▶ WORK TO COMPLETE: Once you reach the line containing "pub rules: &'a" in the data below, restate each line word for word up to and including the one containing "a processed file".

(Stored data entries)

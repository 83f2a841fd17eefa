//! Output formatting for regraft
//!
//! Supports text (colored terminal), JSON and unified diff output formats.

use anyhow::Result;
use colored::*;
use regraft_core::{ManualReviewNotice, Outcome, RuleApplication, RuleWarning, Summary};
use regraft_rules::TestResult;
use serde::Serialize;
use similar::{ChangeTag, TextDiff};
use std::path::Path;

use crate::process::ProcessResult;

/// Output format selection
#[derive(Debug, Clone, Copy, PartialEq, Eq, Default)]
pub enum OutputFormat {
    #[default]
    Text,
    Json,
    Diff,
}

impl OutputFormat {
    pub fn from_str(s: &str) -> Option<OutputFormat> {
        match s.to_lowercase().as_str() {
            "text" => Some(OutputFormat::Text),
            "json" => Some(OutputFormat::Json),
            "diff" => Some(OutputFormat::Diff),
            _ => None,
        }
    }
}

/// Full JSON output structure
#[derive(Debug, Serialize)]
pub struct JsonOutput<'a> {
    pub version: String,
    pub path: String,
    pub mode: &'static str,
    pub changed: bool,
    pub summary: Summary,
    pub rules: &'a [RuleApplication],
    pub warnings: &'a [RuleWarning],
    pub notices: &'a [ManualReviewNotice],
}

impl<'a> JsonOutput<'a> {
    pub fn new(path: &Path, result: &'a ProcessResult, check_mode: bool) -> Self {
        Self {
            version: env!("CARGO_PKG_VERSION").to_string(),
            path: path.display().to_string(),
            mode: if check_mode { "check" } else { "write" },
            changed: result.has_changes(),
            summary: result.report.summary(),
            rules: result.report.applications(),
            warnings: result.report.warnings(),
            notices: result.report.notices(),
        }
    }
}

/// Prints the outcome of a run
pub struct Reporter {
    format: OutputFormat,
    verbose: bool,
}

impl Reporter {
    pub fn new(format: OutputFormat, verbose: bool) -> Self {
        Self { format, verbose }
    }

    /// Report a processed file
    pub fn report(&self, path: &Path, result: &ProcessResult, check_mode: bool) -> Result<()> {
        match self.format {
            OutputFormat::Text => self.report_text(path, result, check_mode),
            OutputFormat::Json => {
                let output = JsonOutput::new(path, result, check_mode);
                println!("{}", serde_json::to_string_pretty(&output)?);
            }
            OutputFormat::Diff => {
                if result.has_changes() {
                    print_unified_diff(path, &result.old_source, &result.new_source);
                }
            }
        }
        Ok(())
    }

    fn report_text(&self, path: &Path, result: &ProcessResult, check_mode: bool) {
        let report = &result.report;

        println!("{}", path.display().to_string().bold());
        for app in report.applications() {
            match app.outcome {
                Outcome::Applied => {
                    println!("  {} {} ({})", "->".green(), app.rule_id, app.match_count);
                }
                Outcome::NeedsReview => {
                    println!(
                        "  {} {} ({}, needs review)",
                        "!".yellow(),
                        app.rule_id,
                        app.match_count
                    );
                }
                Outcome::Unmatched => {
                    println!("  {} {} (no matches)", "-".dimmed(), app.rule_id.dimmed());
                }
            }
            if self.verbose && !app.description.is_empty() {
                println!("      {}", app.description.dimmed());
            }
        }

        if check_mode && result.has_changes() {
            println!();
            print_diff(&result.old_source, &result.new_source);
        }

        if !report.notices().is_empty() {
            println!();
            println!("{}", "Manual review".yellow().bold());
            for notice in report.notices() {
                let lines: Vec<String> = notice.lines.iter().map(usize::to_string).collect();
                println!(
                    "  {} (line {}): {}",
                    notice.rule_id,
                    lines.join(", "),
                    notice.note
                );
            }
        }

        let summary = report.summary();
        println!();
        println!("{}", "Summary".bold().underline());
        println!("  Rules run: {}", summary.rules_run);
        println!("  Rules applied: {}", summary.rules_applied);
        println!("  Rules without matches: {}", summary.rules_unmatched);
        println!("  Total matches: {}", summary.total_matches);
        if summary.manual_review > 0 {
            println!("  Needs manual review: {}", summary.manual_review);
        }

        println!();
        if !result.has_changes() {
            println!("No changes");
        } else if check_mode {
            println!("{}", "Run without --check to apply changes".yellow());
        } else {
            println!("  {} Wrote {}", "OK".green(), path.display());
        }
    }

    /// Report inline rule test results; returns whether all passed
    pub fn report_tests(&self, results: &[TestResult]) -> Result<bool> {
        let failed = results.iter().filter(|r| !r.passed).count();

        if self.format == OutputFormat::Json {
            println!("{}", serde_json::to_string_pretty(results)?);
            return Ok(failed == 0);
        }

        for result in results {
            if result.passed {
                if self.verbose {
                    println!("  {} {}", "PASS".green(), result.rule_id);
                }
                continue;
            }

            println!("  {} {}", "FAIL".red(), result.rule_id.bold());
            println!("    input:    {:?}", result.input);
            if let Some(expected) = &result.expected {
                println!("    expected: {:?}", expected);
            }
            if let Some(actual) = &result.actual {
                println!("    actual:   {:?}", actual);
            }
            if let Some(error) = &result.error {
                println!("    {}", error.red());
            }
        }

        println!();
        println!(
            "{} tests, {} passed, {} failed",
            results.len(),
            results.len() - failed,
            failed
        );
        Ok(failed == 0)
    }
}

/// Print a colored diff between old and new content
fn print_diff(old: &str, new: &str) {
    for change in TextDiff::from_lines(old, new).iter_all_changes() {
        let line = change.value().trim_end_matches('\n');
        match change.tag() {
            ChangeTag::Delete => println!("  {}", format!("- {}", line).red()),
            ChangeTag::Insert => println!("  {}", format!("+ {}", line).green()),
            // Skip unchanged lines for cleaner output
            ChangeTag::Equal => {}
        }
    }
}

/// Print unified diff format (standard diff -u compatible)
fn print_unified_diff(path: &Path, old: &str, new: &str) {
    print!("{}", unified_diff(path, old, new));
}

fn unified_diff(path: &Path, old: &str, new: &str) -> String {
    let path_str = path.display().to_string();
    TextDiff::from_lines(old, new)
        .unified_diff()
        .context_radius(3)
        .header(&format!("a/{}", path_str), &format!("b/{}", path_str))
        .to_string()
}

▶ EXPECTED ANSWER:
    pub rules: &'a [RuleApplication],
    pub warnings: &'a [RuleWarning],
    pub notices: &'a [ManualReviewNotice],
}

impl<'a> JsonOutput<'a> {
    pub fn new(path: &Path, result: &'a ProcessResult, check_mode: bool) -> Self {
        Self {
            version: env!("CARGO_PKG_VERSION").to_string(),
            path: path.display().to_string(),
            mode: if check_mode { "check" } else { "write" },
            changed: result.has_changes(),
            summary: result.report.summary(),
            rules: result.report.applications(),
            warnings: result.report.warnings(),
            notices: result.report.notices(),
        }
    }
}

/// Prints the outcome of a run
pub struct Reporter {
    format: OutputFormat,
    verbose: bool,
}

impl Reporter {
    pub fn new(format: OutputFormat, verbose: bool) -> Self {
        Self { format, verbose }
    }

    /// Report a processed file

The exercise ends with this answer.